### What you need to do
Extract every line below that contains the word "global".

==== Supplied records

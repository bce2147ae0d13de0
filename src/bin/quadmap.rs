use std::path::{Path, PathBuf};

use anyhow::Context as _;
use clap::{Parser, Subcommand};
use quadmap::RenderBackend as _;
use tracing_subscriber::{EnvFilter, fmt};

#[derive(Parser, Debug)]
#[command(name = "quadmap", version)]
struct Cli {
    /// Increase log verbosity (-v debug, -vv trace). `RUST_LOG` takes precedence.
    #[arg(short, long, action = clap::ArgAction::Count, global = true)]
    verbose: u8,

    /// Editor config JSON. Defaults are used when omitted.
    #[arg(long, global = true)]
    config: Option<PathBuf>,

    #[command(subcommand)]
    cmd: Command,
}

#[derive(Subcommand, Debug)]
enum Command {
    /// Render one frame of a project as a PNG.
    Render(RenderArgs),
    /// Render a PNG sequence at a fixed rate, polling media every frame.
    Sequence(SequenceArgs),
    /// Print a summary of a project file.
    Info(InfoArgs),
    /// Write a new project with one unbound surface per grid cell.
    New(NewArgs),
}

#[derive(Parser, Debug)]
struct ViewArgs {
    /// Output width in pixels (the viewport the project geometry is expressed in).
    #[arg(long, default_value_t = 1280)]
    width: u32,

    /// Output height in pixels.
    #[arg(long, default_value_t = 720)]
    height: u32,

    /// Render in live mode (no grid, outlines, handles or labels).
    #[arg(long)]
    live: bool,

    /// Directory searched for source media by display name.
    #[arg(long)]
    media_dir: Option<PathBuf>,
}

#[derive(Parser, Debug)]
struct RenderArgs {
    /// Input project JSON.
    #[arg(long = "in")]
    in_path: PathBuf,

    /// Output PNG path.
    #[arg(long)]
    out: PathBuf,

    #[command(flatten)]
    view: ViewArgs,
}

#[derive(Parser, Debug)]
struct SequenceArgs {
    /// Input project JSON.
    #[arg(long = "in")]
    in_path: PathBuf,

    /// Output directory for `frame_NNNNNN.png` files.
    #[arg(long)]
    out_dir: PathBuf,

    /// Number of frames to render.
    #[arg(long, default_value_t = 30)]
    frames: u64,

    /// Frame rate used to pace rendering.
    #[arg(long, default_value_t = 30.0)]
    fps: f64,

    #[command(flatten)]
    view: ViewArgs,
}

#[derive(Parser, Debug)]
struct InfoArgs {
    /// Input project JSON.
    #[arg(long = "in")]
    in_path: PathBuf,
}

#[derive(Parser, Debug)]
struct NewArgs {
    /// Output project JSON.
    #[arg(long)]
    out: PathBuf,

    #[arg(long, default_value_t = 2)]
    rows: u32,

    #[arg(long, default_value_t = 3)]
    cols: u32,

    /// Gap between cells.
    #[arg(long, default_value_t = 6.0)]
    gutter: f64,

    #[arg(long, default_value_t = 1280)]
    width: u32,

    #[arg(long, default_value_t = 720)]
    height: u32,
}

fn main() -> anyhow::Result<()> {
    let cli = Cli::parse();
    init_tracing(cli.verbose);
    let config = load_config(cli.config.as_deref())?;
    match cli.cmd {
        Command::Render(args) => cmd_render(args, config),
        Command::Sequence(args) => cmd_sequence(args, config),
        Command::Info(args) => cmd_info(args, &config),
        Command::New(args) => cmd_new(args, &config),
    }
}

fn init_tracing(verbosity: u8) {
    let default = match verbosity {
        0 => "info",
        1 => "debug",
        _ => "trace",
    };
    let filter = EnvFilter::try_from_default_env().unwrap_or_else(|_| EnvFilter::new(default));
    fmt()
        .with_env_filter(filter)
        .with_writer(std::io::stderr)
        .init();
}

fn load_config(path: Option<&Path>) -> anyhow::Result<quadmap::EditorConfig> {
    let cfg = match path {
        Some(p) => quadmap::EditorConfig::from_path(p)?,
        None => {
            let cfg = quadmap::EditorConfig::default().with_env_overrides();
            cfg.validate()?;
            cfg
        }
    };
    Ok(cfg)
}

fn open_project(
    path: &Path,
    config: &quadmap::EditorConfig,
    media_dir: Option<&Path>,
) -> anyhow::Result<quadmap::Project> {
    let text = std::fs::read_to_string(path)
        .with_context(|| format!("read project '{}'", path.display()))?;
    let mut project = quadmap::Project::from_json_str(&text, config.history_limit)?;
    let dir = media_dir
        .map(Path::to_path_buf)
        .or_else(|| path.parent().map(Path::to_path_buf));
    if let Some(dir) = dir {
        let bound = project.sources_mut().rebind_from_dir(&dir);
        tracing::info!(
            bound,
            total = project.sources().len(),
            dir = %dir.display(),
            "bound media sources"
        );
    }
    Ok(project)
}

fn make_session(
    project: &mut quadmap::Project,
    config: quadmap::EditorConfig,
    view: &ViewArgs,
) -> anyhow::Result<quadmap::EditorSession> {
    let viewport = quadmap::Viewport::new(view.width, view.height)?;
    let mut session = quadmap::EditorSession::new(config, viewport);
    if view.live {
        session.enter_live(project, viewport);
    }
    Ok(session)
}

fn make_backend(config: &quadmap::EditorConfig) -> anyhow::Result<quadmap::CpuBackend> {
    let settings = quadmap::RenderSettings::from_config(config)?;
    Ok(quadmap::CpuBackend::new(settings)?)
}

fn cmd_render(args: RenderArgs, config: quadmap::EditorConfig) -> anyhow::Result<()> {
    let mut project = open_project(&args.in_path, &config, args.view.media_dir.as_deref())?;
    let mut backend = make_backend(&config)?;
    let session = make_session(&mut project, config, &args.view)?;

    let plan = quadmap::compile_frame(&project, &session);
    let frame = backend.render_plan(&plan)?;

    if let Some(parent) = args.out.parent().filter(|p| !p.as_os_str().is_empty()) {
        std::fs::create_dir_all(parent)
            .with_context(|| format!("create output dir '{}'", parent.display()))?;
    }
    frame.save_png(&args.out)?;

    eprintln!("wrote {}", args.out.display());
    Ok(())
}

fn cmd_sequence(args: SequenceArgs, config: quadmap::EditorConfig) -> anyhow::Result<()> {
    let mut project = open_project(&args.in_path, &config, args.view.media_dir.as_deref())?;
    let mut backend = make_backend(&config)?;
    let session = make_session(&mut project, config, &args.view)?;

    let mut clock = quadmap::FixedRateClock::new(args.fps)?;
    let mut sink = quadmap::PngSequenceSink::new(&args.out_dir);
    let frames = quadmap::FrameLoop::new(&mut backend, &mut clock).run(
        &project,
        &session,
        &mut sink,
        args.frames,
    )?;

    eprintln!("wrote {frames} frames to {}", args.out_dir.display());
    Ok(())
}

fn cmd_info(args: InfoArgs, config: &quadmap::EditorConfig) -> anyhow::Result<()> {
    let text = std::fs::read_to_string(&args.in_path)
        .with_context(|| format!("read project '{}'", args.in_path.display()))?;
    let project = quadmap::Project::from_json_str(&text, config.history_limit)?;

    println!("sources: {}", project.sources().len());
    for s in project.sources().iter() {
        println!("  {}  {:?}  {}", s.id, s.kind, s.display_name);
    }
    println!("surfaces: {}", project.surfaces().len());
    for s in project.surfaces() {
        let b = s.bounds();
        let source = match &s.source_id {
            Some(id) if project.sources().contains(id) => id.to_string(),
            Some(id) => format!("{id} (missing)"),
            None => "-".to_owned(),
        };
        println!(
            "  {}  source={}  bounds=[{:.1}, {:.1}]-[{:.1}, {:.1}]  opacity={:.2}  blend={:?}",
            s.id, source, b.min_x, b.min_y, b.max_x, b.max_y, s.opacity, s.blend_mode
        );
    }
    Ok(())
}

fn cmd_new(args: NewArgs, config: &quadmap::EditorConfig) -> anyhow::Result<()> {
    let grid = quadmap::GridLayout::new(args.rows, args.cols, args.gutter)?;
    let viewport = quadmap::Viewport::new(args.width, args.height)?;
    let mut project = quadmap::Project::new(config.history_limit);
    let cells: Vec<usize> = (0..grid.cell_count()).collect();
    project.assign_to_cells(&grid, viewport, None, &cells)?;
    project.save_to_path(&args.out)?;

    eprintln!(
        "wrote {} ({} surfaces)",
        args.out.display(),
        project.surfaces().len()
    );
    Ok(())
}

========

### The completed task
    #[arg(short, long, action = clap::ArgAction::Count, global = true)]
    #[arg(long, global = true)]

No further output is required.